20. The facts are not in dispute. The gold jewellery is permitted to be imported and same is not in the prohibited and restricted list from the ASEAN countries. The ASEAN countries have been given preferential treatment in import of goods as specified in the notification read with Notification No.46/2011. The goods from ASEAN countries attract nil rate of duty. There is an agreement known as Agreement on Trade in Goods under the Framework Agreement on the Comprehensive Economic Co-operation between the Republic of India and the Association of Southeast Asian Nations (ASEAN). The terms of agreement is defined in Rule 2(a) of the Rules. Analysis of the said agreement so far as relevant for our purposes would reveal; terms in agreement are defined in Rule 2(a) of the Rules, Rule 3 speaks out the origin criteria, Rule 3(a) deals with products which are wholly obtained or produced in the exporting party as specified in rule 4, or (b) products not wholly produced or obtained in the exporting party provided that the said products are eligible under rule 5 or 6.
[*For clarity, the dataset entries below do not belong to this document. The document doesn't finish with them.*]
//! Trading calendar used for cache staleness decisions.
//!
//! Trading days are Monday to Friday minus an optional holiday list. Staleness
//! is measured in trading days, which makes the weekend rule fall out
//! naturally: a cache ending Friday is zero days behind on Saturday and Sunday.

use chrono::{Datelike, NaiveDate, Weekday};
use std::collections::BTreeSet;

#[derive(Debug, Clone, Default)]
pub struct TradingCalendar {
    holidays: BTreeSet<NaiveDate>,
}

impl TradingCalendar {
    /// Weekday-only calendar.
    pub fn weekdays() -> Self {
        Self::default()
    }

    pub fn with_holidays(holidays: impl IntoIterator<Item = NaiveDate>) -> Self {
        Self {
            holidays: holidays.into_iter().collect(),
        }
    }

    pub fn is_trading_day(&self, date: NaiveDate) -> bool {
        !matches!(date.weekday(), Weekday::Sat | Weekday::Sun) && !self.holidays.contains(&date)
    }

    /// Number of trading days `d` with `last < d <= today`.
    ///
    /// Zero when `last` is on or after `today`.
    pub fn trading_days_behind(&self, last: NaiveDate, today: NaiveDate) -> u32 {
        if last >= today {
            return 0;
        }
        let mut count = 0;
        let mut day = last;
        while day < today {
            day = match day.succ_opt() {
                Some(d) => d,
                None => break,
            };
            if self.is_trading_day(day) {
                count += 1;
            }
        }
        count
    }

    /// Most recent trading day on or before `date`.
    pub fn last_trading_day(&self, date: NaiveDate) -> NaiveDate {
        let mut day = date;
        while !self.is_trading_day(day) {
            match day.pred_opt() {
                Some(d) => day = d,
                None => break,
            }
        }
        day
    }
}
21. Rule 4 elaborates wholly produced or obtained products'. Rule 4(e) read with (j) are relevant for the present cases. Rules 7 to 11 are not required to be referred to for the purpose of this case. Rule 12 deals with methodology of determination of origin of a product, when it is manufactured utilizing both originating and non-originating materials, mixed or physically combined, the origin of such materials can be determined by generally accepted accounting principles of stock control applicable or inventory management practiced in the exporting party.

22. Rule 13 deals with Certificate of Origin', which reads as under.

Any claim that a product shall be accepted as eligible for preferential tariff treatment shall be supported by a Certificate of Origin as per the specimen in the Attachment to the Operational Certification Procedures issued by a Government authority designated by the exporting party and notified to the other parties in accordance with the Operational Certification Procedures as set out in Annexure III annexed to these rules. ?

23. In terms of Annexure III to the Notification, Operational Certification Procedures for issuance and verification of the AIFTA (ASEAN-India Free Trade Area) Certificate of Origin and other related administrative matters are notified. Under these Rules, there is a clear procedure laid down with respect to the Authorities for issuance of AIFTA Certificate of Origin. There is a procedure contemplated for making application for Certificate of Origin by the exporter and/or the manufacturer. The Authorities who are empowered to issue the same shall, to the best of their competence and ability, carry out proper examination upon each application for the AIFTA Certificate of Origin. Rules 5 and 6 deal with methodology and procedure that is required to be followed by the exporting party in issuance of the Certificate of Origin, authentication and notification of issuance of certificate to the exporting country. Rule 7(b) deals with while issuance of AIFTA Certificate of Origin, the original copy shall be forwarded, together with the triplicate, by the exporter to the importer. Only the original copy will be submitted by the importer to the Customs Authority at the port or place of importation.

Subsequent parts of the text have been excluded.